*** Opening DATA UNDER STUDY ***

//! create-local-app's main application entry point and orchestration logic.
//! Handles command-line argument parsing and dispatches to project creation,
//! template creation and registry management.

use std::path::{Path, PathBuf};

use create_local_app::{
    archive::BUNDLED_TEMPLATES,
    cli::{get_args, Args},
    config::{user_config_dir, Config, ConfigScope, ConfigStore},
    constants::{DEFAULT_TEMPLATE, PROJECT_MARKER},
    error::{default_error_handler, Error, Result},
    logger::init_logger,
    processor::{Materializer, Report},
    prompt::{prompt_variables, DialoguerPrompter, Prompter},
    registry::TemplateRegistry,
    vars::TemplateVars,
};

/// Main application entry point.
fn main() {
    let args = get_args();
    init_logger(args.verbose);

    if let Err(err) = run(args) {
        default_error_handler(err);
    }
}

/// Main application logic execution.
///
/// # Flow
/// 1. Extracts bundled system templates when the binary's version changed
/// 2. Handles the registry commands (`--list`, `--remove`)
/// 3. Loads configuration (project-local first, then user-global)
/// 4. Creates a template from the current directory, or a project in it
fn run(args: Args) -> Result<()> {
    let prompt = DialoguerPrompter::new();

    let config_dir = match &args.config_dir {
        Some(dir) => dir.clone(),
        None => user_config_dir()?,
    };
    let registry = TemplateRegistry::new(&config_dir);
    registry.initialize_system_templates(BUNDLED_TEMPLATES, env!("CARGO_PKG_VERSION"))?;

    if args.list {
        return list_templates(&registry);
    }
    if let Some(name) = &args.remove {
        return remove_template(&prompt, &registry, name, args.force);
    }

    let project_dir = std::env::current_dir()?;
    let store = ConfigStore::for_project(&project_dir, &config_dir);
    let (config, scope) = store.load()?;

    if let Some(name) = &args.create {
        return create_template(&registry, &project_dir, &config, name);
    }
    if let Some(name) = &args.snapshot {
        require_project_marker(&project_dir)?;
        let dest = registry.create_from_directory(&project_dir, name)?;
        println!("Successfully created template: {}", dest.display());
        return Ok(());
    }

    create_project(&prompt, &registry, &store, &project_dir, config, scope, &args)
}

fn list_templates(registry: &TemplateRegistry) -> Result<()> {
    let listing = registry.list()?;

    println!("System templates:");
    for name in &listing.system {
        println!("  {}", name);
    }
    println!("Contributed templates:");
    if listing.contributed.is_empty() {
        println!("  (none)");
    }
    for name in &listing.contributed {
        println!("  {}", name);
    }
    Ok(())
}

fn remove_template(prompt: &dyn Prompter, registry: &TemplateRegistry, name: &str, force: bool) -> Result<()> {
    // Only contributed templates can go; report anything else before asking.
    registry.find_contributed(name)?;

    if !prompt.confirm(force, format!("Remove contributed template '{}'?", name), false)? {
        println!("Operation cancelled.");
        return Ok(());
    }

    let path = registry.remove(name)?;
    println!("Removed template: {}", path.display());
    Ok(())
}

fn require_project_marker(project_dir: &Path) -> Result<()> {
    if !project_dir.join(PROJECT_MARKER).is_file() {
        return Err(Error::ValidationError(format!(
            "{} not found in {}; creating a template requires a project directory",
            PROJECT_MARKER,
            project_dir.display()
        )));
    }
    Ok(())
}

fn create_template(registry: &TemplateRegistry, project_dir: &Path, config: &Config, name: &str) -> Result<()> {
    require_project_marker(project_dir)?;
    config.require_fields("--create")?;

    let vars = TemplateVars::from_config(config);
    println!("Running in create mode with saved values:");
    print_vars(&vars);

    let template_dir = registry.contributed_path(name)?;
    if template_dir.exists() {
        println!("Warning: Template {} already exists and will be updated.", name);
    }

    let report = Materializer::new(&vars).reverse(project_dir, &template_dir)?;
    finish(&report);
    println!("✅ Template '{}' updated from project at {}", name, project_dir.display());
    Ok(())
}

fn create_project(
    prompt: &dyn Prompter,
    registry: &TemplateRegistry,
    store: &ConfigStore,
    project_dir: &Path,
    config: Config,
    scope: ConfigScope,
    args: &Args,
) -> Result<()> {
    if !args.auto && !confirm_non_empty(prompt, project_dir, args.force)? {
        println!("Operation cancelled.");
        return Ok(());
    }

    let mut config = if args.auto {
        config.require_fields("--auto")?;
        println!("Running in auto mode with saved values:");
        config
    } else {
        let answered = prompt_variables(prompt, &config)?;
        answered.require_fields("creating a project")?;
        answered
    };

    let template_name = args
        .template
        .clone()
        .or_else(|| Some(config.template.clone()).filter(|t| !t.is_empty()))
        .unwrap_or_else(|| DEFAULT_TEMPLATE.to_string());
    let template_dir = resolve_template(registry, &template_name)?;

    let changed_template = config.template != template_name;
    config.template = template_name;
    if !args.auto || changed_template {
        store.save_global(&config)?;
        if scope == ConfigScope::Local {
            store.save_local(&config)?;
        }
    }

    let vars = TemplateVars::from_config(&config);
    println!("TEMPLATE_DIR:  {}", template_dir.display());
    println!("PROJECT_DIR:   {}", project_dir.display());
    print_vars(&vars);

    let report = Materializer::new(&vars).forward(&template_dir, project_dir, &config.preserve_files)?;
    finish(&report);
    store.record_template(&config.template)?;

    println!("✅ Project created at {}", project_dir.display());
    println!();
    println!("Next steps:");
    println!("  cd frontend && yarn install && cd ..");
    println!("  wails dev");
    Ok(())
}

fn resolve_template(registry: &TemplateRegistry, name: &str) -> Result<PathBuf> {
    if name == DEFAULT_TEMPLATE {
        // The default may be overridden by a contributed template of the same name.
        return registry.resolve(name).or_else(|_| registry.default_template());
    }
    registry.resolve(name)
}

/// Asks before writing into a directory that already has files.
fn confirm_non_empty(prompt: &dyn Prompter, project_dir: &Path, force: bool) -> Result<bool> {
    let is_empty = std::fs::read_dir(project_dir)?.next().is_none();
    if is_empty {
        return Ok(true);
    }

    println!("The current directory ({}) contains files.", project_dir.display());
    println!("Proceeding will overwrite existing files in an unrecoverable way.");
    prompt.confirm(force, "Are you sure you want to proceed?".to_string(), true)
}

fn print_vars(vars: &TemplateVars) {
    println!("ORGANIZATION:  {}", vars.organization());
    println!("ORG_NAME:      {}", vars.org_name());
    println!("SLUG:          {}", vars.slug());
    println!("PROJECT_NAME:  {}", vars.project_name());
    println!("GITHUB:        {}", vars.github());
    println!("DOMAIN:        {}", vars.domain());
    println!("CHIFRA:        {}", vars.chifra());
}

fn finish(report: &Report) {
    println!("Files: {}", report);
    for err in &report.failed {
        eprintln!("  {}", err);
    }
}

*** Closing DATA UNDER STUDY ***
*** Opening DATA UNDER STUDY ***

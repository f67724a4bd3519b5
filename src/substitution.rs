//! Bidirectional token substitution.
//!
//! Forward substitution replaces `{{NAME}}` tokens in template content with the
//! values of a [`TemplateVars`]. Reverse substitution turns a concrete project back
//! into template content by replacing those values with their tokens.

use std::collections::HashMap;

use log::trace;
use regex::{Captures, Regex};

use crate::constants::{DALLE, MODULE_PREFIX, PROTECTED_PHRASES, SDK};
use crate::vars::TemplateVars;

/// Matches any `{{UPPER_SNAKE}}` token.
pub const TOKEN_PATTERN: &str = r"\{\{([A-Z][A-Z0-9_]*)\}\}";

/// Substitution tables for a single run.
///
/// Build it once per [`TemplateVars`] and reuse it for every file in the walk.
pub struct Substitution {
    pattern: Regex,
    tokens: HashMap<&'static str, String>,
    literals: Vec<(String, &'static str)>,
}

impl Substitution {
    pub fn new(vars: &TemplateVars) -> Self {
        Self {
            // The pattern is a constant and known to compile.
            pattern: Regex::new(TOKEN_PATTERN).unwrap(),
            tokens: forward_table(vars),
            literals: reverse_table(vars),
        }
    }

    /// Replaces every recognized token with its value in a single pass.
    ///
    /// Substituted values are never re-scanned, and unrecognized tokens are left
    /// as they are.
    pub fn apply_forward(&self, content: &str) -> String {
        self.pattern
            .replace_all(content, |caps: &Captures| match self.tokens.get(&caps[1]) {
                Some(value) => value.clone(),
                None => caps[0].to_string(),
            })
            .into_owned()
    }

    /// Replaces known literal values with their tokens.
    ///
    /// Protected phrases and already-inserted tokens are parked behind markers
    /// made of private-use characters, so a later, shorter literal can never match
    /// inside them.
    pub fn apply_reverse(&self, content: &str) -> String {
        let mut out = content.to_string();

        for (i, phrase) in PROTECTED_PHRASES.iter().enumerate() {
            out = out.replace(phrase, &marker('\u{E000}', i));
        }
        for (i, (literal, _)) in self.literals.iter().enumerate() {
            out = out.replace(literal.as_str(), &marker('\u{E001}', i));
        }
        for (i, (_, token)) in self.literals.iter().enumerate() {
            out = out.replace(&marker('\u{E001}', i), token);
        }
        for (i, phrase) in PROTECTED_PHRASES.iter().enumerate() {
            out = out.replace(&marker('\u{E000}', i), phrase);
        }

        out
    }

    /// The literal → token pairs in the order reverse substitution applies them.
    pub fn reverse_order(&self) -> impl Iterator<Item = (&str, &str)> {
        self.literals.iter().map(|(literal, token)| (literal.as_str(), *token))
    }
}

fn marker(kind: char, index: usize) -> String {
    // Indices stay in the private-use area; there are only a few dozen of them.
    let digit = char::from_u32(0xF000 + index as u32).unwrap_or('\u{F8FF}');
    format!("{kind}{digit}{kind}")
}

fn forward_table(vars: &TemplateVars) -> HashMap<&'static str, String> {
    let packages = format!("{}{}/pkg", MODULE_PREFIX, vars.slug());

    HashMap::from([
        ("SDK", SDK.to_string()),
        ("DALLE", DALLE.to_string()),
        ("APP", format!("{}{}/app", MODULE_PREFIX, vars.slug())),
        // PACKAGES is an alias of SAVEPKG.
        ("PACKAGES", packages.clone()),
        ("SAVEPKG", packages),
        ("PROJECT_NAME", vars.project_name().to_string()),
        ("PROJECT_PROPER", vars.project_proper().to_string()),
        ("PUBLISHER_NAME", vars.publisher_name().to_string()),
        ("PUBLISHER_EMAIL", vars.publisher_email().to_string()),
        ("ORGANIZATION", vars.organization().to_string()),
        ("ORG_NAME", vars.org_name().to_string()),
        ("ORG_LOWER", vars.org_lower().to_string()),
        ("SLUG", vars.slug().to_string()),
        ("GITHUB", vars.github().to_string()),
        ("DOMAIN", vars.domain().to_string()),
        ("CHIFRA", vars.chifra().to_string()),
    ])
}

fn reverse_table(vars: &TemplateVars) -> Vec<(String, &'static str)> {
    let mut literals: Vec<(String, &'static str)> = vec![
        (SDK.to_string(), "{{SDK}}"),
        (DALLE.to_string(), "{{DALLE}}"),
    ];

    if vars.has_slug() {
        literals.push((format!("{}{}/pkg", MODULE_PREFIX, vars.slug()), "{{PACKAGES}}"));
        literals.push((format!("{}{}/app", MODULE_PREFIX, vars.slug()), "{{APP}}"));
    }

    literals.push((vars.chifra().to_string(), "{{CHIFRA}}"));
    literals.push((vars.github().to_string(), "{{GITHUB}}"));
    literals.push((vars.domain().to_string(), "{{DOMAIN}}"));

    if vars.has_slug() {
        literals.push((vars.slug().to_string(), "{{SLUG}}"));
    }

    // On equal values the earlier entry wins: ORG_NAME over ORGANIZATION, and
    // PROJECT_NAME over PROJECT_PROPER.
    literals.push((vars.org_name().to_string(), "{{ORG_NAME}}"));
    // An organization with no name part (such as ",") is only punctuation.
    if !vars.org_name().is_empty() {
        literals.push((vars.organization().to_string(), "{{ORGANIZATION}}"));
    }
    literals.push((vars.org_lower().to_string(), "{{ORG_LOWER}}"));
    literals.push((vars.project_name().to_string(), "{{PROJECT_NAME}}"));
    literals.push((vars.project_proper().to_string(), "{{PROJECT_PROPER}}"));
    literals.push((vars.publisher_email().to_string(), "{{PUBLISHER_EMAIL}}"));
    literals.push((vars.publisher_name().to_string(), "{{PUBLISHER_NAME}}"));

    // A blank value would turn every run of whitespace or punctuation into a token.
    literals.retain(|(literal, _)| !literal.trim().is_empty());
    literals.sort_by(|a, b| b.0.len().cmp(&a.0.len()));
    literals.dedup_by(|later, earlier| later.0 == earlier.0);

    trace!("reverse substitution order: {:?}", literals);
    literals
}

*** Closing DATA UNDER STUDY ***
*** Opening DATA UNDER STUDY ***

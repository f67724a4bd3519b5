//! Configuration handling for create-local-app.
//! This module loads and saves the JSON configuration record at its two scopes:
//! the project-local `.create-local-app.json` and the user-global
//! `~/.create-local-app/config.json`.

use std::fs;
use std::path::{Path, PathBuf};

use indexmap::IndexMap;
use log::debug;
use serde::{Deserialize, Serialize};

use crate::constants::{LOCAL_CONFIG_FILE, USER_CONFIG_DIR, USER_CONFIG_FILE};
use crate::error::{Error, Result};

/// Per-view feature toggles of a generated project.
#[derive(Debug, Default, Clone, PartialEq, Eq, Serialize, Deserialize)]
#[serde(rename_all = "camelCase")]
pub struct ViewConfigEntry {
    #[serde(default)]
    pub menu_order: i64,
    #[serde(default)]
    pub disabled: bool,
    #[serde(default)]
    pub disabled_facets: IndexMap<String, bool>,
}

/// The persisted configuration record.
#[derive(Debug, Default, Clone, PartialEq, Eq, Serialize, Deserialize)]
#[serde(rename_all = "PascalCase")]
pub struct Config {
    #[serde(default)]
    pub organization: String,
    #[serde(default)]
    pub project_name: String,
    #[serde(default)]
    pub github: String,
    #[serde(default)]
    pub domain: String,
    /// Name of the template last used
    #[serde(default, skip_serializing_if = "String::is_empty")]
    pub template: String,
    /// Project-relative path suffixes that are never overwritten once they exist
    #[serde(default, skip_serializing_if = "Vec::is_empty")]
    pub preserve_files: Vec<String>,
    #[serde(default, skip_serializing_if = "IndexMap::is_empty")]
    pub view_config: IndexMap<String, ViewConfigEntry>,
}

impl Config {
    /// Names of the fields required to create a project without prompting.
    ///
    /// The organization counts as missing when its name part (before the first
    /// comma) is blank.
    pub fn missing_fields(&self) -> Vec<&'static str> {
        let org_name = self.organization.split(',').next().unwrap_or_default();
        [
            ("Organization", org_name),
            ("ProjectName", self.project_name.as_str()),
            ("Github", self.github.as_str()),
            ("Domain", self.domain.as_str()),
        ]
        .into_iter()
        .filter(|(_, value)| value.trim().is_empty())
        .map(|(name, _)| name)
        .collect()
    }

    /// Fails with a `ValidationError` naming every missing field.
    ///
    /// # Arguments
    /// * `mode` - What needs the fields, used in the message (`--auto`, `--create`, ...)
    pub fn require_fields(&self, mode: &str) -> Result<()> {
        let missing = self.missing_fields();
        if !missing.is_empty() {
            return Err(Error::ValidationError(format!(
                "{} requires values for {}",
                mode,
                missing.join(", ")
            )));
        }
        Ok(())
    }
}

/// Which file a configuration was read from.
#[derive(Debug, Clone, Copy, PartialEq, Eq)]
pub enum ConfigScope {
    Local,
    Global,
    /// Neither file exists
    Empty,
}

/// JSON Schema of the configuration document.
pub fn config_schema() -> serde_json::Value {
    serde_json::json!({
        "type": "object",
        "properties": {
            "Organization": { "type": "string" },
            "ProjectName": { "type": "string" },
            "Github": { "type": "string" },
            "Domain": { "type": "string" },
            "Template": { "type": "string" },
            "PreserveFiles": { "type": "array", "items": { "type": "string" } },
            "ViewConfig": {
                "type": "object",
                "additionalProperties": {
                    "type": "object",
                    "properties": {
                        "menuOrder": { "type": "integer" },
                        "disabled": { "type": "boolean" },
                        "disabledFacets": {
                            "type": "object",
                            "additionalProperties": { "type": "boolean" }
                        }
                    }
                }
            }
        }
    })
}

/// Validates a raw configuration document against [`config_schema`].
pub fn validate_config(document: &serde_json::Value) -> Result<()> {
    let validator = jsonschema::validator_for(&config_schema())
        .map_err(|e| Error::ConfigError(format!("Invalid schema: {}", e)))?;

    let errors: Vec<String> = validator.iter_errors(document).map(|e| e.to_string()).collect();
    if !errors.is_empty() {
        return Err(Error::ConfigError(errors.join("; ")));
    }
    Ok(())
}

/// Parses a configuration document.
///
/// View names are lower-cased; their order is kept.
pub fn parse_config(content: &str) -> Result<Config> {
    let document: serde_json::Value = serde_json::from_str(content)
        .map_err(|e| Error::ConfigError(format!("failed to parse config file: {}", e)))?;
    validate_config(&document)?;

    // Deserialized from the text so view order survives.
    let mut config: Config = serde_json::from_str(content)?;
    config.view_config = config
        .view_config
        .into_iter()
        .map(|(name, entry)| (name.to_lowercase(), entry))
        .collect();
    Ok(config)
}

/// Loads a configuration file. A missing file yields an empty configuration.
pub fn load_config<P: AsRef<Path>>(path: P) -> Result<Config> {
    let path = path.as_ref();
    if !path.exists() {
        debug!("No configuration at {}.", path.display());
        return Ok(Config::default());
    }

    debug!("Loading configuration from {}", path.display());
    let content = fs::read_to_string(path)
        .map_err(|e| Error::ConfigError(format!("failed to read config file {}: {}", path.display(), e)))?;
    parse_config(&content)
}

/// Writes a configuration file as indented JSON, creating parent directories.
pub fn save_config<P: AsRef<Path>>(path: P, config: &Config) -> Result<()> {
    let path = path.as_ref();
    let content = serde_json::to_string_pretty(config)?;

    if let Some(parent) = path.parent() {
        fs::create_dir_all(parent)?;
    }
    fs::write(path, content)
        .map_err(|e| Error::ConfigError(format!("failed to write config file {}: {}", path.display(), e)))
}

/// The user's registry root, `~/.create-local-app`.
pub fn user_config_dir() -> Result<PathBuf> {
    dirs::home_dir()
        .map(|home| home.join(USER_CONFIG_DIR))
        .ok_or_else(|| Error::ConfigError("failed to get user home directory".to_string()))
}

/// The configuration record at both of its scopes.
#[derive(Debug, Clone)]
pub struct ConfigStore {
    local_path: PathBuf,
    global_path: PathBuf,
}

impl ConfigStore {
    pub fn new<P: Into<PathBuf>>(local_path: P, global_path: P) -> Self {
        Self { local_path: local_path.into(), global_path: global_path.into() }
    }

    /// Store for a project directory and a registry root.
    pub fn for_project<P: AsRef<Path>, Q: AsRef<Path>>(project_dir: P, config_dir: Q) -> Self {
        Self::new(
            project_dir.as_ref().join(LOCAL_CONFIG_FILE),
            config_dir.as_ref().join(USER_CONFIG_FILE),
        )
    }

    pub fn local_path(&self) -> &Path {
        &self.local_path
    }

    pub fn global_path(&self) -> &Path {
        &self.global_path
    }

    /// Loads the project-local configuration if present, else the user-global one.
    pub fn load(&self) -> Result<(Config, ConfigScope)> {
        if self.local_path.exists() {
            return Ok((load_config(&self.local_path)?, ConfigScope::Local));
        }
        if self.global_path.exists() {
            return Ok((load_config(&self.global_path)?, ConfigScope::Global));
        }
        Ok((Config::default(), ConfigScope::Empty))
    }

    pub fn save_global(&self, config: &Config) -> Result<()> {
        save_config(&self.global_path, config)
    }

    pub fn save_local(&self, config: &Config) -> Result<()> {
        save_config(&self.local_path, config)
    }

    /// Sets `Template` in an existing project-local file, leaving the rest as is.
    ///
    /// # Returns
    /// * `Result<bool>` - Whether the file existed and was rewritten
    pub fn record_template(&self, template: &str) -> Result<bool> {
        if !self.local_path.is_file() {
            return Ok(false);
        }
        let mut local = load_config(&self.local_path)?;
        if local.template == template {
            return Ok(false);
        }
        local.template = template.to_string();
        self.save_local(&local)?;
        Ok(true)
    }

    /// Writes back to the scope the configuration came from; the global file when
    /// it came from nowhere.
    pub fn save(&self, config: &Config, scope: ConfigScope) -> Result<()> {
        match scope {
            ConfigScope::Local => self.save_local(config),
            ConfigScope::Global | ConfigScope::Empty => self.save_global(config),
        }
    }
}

*** Closing DATA UNDER STUDY ***

TASK PROMPT - What are the lines of the data above that include the string "ValidationError"? Copy them.

RESPONSE FOR THIS EXERCISE -
        return Err(Error::ValidationError(format!(
    /// Fails with a `ValidationError` naming every missing field.
            return Err(Error::ValidationError(format!(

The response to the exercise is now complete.